Our findings replicate previous evidence about the effects of question characteristics on respondent difficulties (e.g., Holbrook, Cho, and Johnson 2006), specifically evidence that text reading level and response format are important predictors. We did not replicate the finding that more abstract questions resulted in more respondent difficulties and found that time qualified judgments led only to more comprehension difficulties (not more mapping difficulties as we found in our previous research). However, we note that this research examined a much broader array of question characteristics (for a larger number of questions) and that some of these characteristics were more systematically manipulated than in our past research. Although this is a strength of the current research, the number of question characteristics examined may raise potential concerns about testing them all simultaneously. (Although many of the factors we examined were manipulated independently and we found relatively weak associations even between question characteristics that were measured.)

Another extension of this research was that we considered interviewer behaviors. We found that question characteristics predicted interviewer behaviors – particularly the type of response format used in the question. However, we found no evidence that interviewer reading errors led to either respondent comprehension or mapping problems, but we did find that respondent comprehension and mapping problems were predictors of interviewer probing problems. These findings are consistent with other evidence examining respondent-interviewer interactions that problematic sequences may be more likely to be initiated by a problematic respondent behavior than by a problematic interviewer behavior (Ongena 2005).

One of the limitations of our research was that respondents were not randomly assigned to interviewers, because interviewers were race/ethnicity matched to respondents. This is a limitation because we cannot fully consider the effects of interviewer characteristics, but it may also be considered a strength because we wanted to hold the race/ethnicity match/mismatch dimension constant. A second limitation is that the sample used in our study was not a probability sample (and was stratified by race/ethnicity and language) and therefore is not representative of a population.
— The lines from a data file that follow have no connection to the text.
use crate::utils::{format_bytes, format_duration};
use crate::{
    build_state, CacheStore, CaptureCoordinator, ChromiumRenderer, Config, CoordinatorSettings,
    ObjectStore, PageRenderer, RetentionManager, S3ObjectStore, SafetyGate, ScreenshotParams,
    StatsCollector,
};
use anyhow::{bail, Context};
use clap::{Parser, Subcommand};
use std::path::PathBuf;
use std::sync::Arc;
use tokio::fs;
use tokio::sync::broadcast;
use tracing::{info, warn};
use tracing_subscriber::EnvFilter;

#[derive(Parser, Debug)]
#[command(name = "screenshot-api")]
#[command(about = "Screenshot rendering and caching service")]
#[command(version)]
pub struct Cli {
    #[command(subcommand)]
    pub command: Commands,

    #[arg(long, global = true, help = "Configuration file path")]
    pub config: Option<PathBuf>,

    #[arg(long, global = true, help = "Listen port")]
    pub port: Option<u16>,

    #[arg(long, global = true, help = "Browser pool size")]
    pub pool_size: Option<usize>,

    #[arg(long, global = true, help = "Maximum concurrent renders")]
    pub max_concurrent: Option<usize>,

    #[arg(long, global = true, help = "Render timeout in seconds")]
    pub timeout: Option<u64>,

    #[arg(long, global = true, help = "Screenshot cache directory")]
    pub cache_dir: Option<PathBuf>,

    #[arg(short, long, global = true, help = "Enable verbose logging")]
    pub verbose: bool,

    #[arg(long, global = true, help = "Chrome executable path")]
    pub chrome_path: Option<String>,
}

#[derive(Subcommand, Debug)]
pub enum Commands {
    /// Run the HTTP API
    Serve {
        #[arg(long, help = "Bind address")]
        bind: Option<String>,
    },

    /// Capture a single URL through the cache and write the result to disk
    Capture {
        #[arg(short, long, help = "URL to screenshot")]
        url: String,

        #[arg(short, long, help = "Copy the artifact to this path")]
        output: Option<PathBuf>,

        #[arg(long, help = "Output format (webp, png, jpeg)")]
        format: Option<String>,

        #[arg(long, help = "Viewport width")]
        width: Option<u32>,

        #[arg(long, help = "Viewport height")]
        height: Option<u32>,

        #[arg(long, help = "JPEG quality 1-100")]
        quality: Option<u8>,

        #[arg(long, help = "Capture the full scrollable page")]
        full_page: bool,

        #[arg(long, help = "Emulate prefers-color-scheme: dark")]
        dark_mode: bool,

        #[arg(long, help = "CSS selector to wait for before capturing")]
        wait_for: Option<String>,

        #[arg(long, help = "Extra delay in milliseconds before capturing")]
        delay: Option<u64>,

        #[arg(long, help = "Ignore any cached copy")]
        refresh: bool,
    },

    /// Run one retention sweep over the cache directory
    Sweep,

    /// Validate a configuration file
    Validate {
        #[arg(short, long, help = "Configuration file to validate")]
        config: PathBuf,
    },
}

/// Apply command-line overrides on top of a loaded configuration
pub fn apply_overrides(config: &mut Config, args: &Cli) {
    if let Some(port) = args.port {
        config.server.port = port;
    }
    if let Some(pool_size) = args.pool_size {
        config.browser.pool_size = pool_size;
    }
    if let Some(max_concurrent) = args.max_concurrent {
        config.max_concurrent_renders = max_concurrent;
    }
    if let Some(timeout) = args.timeout {
        config.browser.render_timeout_secs = timeout;
    }
    if let Some(cache_dir) = &args.cache_dir {
        config.cache.directory = cache_dir.clone();
    }
    if let Some(chrome_path) = &args.chrome_path {
        config.browser.chrome_path = Some(chrome_path.clone());
    }
    if let Commands::Serve { bind: Some(bind) } = &args.command {
        config.server.bind = bind.clone();
    }
}

pub struct CliRunner {
    pub config: Config,
}

impl CliRunner {
    pub fn new(config: Config) -> Self {
        Self { config }
    }

    pub async fn run(&self, command: Commands, shutdown: broadcast::Sender<()>) -> anyhow::Result<()> {
        match command {
            Commands::Serve { .. } => self.run_server(shutdown).await,
            Commands::Capture {
                url,
                output,
                format,
                width,
                height,
                quality,
                full_page,
                dark_mode,
                wait_for,
                delay,
                refresh,
            } => {
                let params = ScreenshotParams {
                    format,
                    width: width.map(i64::from),
                    height: height.map(i64::from),
                    quality: quality.map(i64::from),
                    full_page,
                    dark_mode,
                    wait_for,
                    delay: delay.map(|d| d as i64),
                    cache: refresh.then(|| "refresh".to_string()),
                    ..ScreenshotParams::for_url(url)
                };
                self.run_capture(params, output).await
            }
            Commands::Sweep => self.run_sweep().await,
            Commands::Validate { config } => validate_config(config).await,
        }
    }

    pub async fn run_server(&self, shutdown: broadcast::Sender<()>) -> anyhow::Result<()> {
        let state = build_state(self.config.clone())
            .await
            .context("failed to initialise service")?;
        let renderer = state.coordinator.renderer().clone();

        let mut tasks = Vec::new();
        if self.config.retention.enabled {
            let retention = RetentionManager::from_config(state.store.clone(), &self.config.retention);
            tasks.push(retention.start(self.config.retention.interval(), shutdown.subscribe()));
        }
        if state.rate_limiter.is_enabled() {
            let interval = self.config.rate_limit.window().min(std::time::Duration::from_secs(300));
            tasks.push(state.rate_limiter.clone().start_pruning(interval, shutdown.subscribe()));
        }

        let result = crate::serve(state, shutdown.subscribe()).await;

        let _ = shutdown.send(());
        for task in tasks {
            let _ = task.await;
        }
        renderer.shutdown().await;

        result.context("HTTP server failed")
    }

    pub async fn run_capture(&self, params: ScreenshotParams, output: Option<PathBuf>) -> anyhow::Result<()> {
        let (request, _) = params.into_request(&SafetyGate::new())?;

        let store = CacheStore::open(&self.config.cache.directory).await?;
        let renderer = Arc::new(ChromiumRenderer::launch(self.config.browser.clone()).await?);
        let uploader: Option<Arc<dyn ObjectStore>> = match &self.config.upload {
            Some(upload) => Some(Arc::new(S3ObjectStore::from_config(upload).await)),
            None => None,
        };
        let coordinator = CaptureCoordinator::new(
            store,
            renderer.clone(),
            Arc::new(StatsCollector::new()),
            CoordinatorSettings::from_config(&self.config),
        )
        .with_uploader(uploader);

        let result = coordinator.resolve(&request).await;
        renderer.shutdown().await;
        let artifact = result?;

        if let Some(output) = &output {
            if let Some(parent) = output.parent() {
                fs::create_dir_all(parent).await?;
            }
            fs::write(output, &artifact.data).await?;
            info!("Screenshot saved to: {}", output.display());
        }

        println!("Screenshot captured successfully:");
        println!("  URL: {}", request.url);
        println!("  Cache file: {}", artifact.path.display());
        if let Some(output) = &output {
            println!("  Output: {}", output.display());
        }
        println!("  Format: {}", request.format);
        println!("  Size: {}", format_bytes(artifact.size() as u64));
        println!("  Cached: {}", artifact.cached);
        println!("  Duration: {}", format_duration(artifact.duration));
        if let Some(title) = artifact.metadata.as_ref().and_then(|m| m.title.as_deref()) {
            println!("  Title: {title}");
        }
        if let Some(url) = &artifact.upload_url {
            println!("  Uploaded: {url}");
        }

        Ok(())
    }

    pub async fn run_sweep(&self) -> anyhow::Result<()> {
        let store = CacheStore::open(&self.config.cache.directory).await?;
        let report = RetentionManager::from_config(store, &self.config.retention)
            .sweep()
            .await?;

        println!("Retention sweep finished:");
        println!("  Scanned: {}", report.scanned);
        println!("  Deleted: {}", report.deleted);
        println!("  Freed: {}", format_bytes(report.freed_bytes));
        println!("  Remaining: {}", format_bytes(report.remaining_bytes));
        Ok(())
    }
}

pub async fn validate_config(config_path: PathBuf) -> anyhow::Result<()> {
    println!("Validating configuration: {}", config_path.display());

    let config = Config::from_file(&config_path).await?;
    if let Err(e) = config.validate() {
        bail!("configuration is invalid: {}", e);
    }

    println!("Configuration is valid:");
    println!("  Listen address: {}", config.server.address());
    println!("  Browser pool size: {}", config.browser.pool_size);
    println!("  Max concurrent renders: {}", config.max_concurrent_renders);
    println!("  Render timeout: {:?}", config.browser.render_timeout());
    println!("  Cache directory: {}", config.cache.directory.display());
    println!(
        "  Retention: {} (max age {}, budget {})",
        if config.retention.enabled { "enabled" } else { "disabled" },
        format_duration(config.retention.max_age()),
        format_bytes(config.retention.max_storage_bytes)
    );
    println!(
        "  Rate limit: {} ({} requests per {})",
        if config.rate_limit.enabled { "enabled" } else { "disabled" },
        config.rate_limit.max_requests,
        format_duration(config.rate_limit.window())
    );
    match &config.upload {
        Some(upload) => println!("  Upload: s3://{}/{}", upload.bucket, upload.prefix),
        None => println!("  Upload: disabled"),
    }

    Ok(())
}

/// Install the global subscriber; `RUST_LOG` takes precedence over `--verbose`
pub fn setup_logging(verbose: bool) -> anyhow::Result<()> {
    let default_level = if verbose { "debug" } else { "info" };
    let filter = EnvFilter::try_from_default_env()
        .unwrap_or_else(|_| EnvFilter::new(default_level));

    tracing_subscriber::fmt()
        .with_env_filter(filter)
        .with_target(false)
        .try_init()
        .map_err(|e| anyhow::anyhow!("failed to install logger: {}", e))?;

    Ok(())
}

/// Load the configuration file if one was given, then apply CLI overrides
pub async fn load_config(args: &Cli) -> anyhow::Result<Config> {
    let mut config = match &args.config {
        Some(path) => Config::from_file(path).await?,
        None => Config::default(),
    };
    apply_overrides(&mut config, args);

    if let Err(e) = config.validate() {
        warn!("Rejecting configuration: {}", e);
        return Err(e.into());
    }

    info!("Configuration loaded successfully");
    info!("Browser pool size: {}", config.browser.pool_size);
    info!("Max concurrent renders: {}", config.max_concurrent_renders);
    info!("Render timeout: {:?}", config.browser.render_timeout());

    Ok(config)
}

#[cfg(test)]
mod tests {
    use super::*;

    #[test]
    fn test_overrides_apply_to_nested_sections() {
        let args = Cli::parse_from([
            "screenshot-api",
            "--port",
            "8080",
            "--pool-size",
            "4",
            "--timeout",
            "45",
            "--cache-dir",
            "/tmp/shots",
            "serve",
            "--bind",
            "127.0.0.1",
        ]);

        let mut config = Config::default();
        apply_overrides(&mut config, &args);

        assert_eq!(config.server.port, 8080);
        assert_eq!(config.server.bind, "127.0.0.1");
        assert_eq!(config.browser.pool_size, 4);
        assert_eq!(config.browser.render_timeout_secs, 45);
        assert_eq!(config.cache.directory, PathBuf::from("/tmp/shots"));
    }

    #[test]
    fn test_capture_arguments_parse() {
        let args = Cli::parse_from([
            "screenshot-api",
            "capture",
            "--url",
            "https://example.com",
            "--format",
            "png",
            "--full-page",
            "--refresh",
        ]);

        match args.command {
            Commands::Capture {
                url,
                format,
                full_page,
                refresh,
                dark_mode,
                ..
            } => {
                assert_eq!(url, "https://example.com");
                assert_eq!(format.as_deref(), Some("png"));
                assert!(full_page);
                assert!(refresh);
                assert!(!dark_mode);
            }
            other => panic!("unexpected command: {:?}", other),
        }
    }

    #[test]
    fn test_global_flags_after_subcommand() {
        let args = Cli::parse_from(["screenshot-api", "sweep", "--verbose"]);
        assert!(args.verbose);
        assert!(matches!(args.command, Commands::Sweep));
    }

    #[tokio::test]
    async fn test_validate_config_rejects_invalid_file() {
        let dir = tempfile::tempdir().unwrap();
        let path = dir.path().join("config.json");
        tokio::fs::write(&path, r#"{"browser": {"pool_size": 0}}"#).await.unwrap();

        assert!(validate_config(path).await.is_err());
    }

    #[tokio::test]
    async fn test_validate_config_accepts_partial_file() {
        let dir = tempfile::tempdir().unwrap();
        let path = dir.path().join("config.json");
        tokio::fs::write(&path, r#"{"server": {"port": 9000}}"#).await.unwrap();

        assert!(validate_config(path).await.is_ok());
    }
}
One of the strengths of these data are that they are stratified by race/ethnicity and language and future analyses of these data will focus on potential interactions between question characteristics and respondent characteristics. For example, question characteristics may have different effects on question comprehension among respondents from different racial or ethnic groups or among respondents from the same racial and ethnic group with different levels of acculturation.

Acknowledgement

Some of the analyses in this paper were reported in a paper presented at the 2015 annual conference of the American Association for Public Opinion Research. This work was supported by grants from the National Science Foundation [0648539 to A.L.H., T.P.J., Y.I.C., S.S., N.C., and S.W.]; and the National Institutes of Health [1RO1HD053636-01 to T.P.J., A.L.H., Y.I.C., S.S., N.C., and S.W.].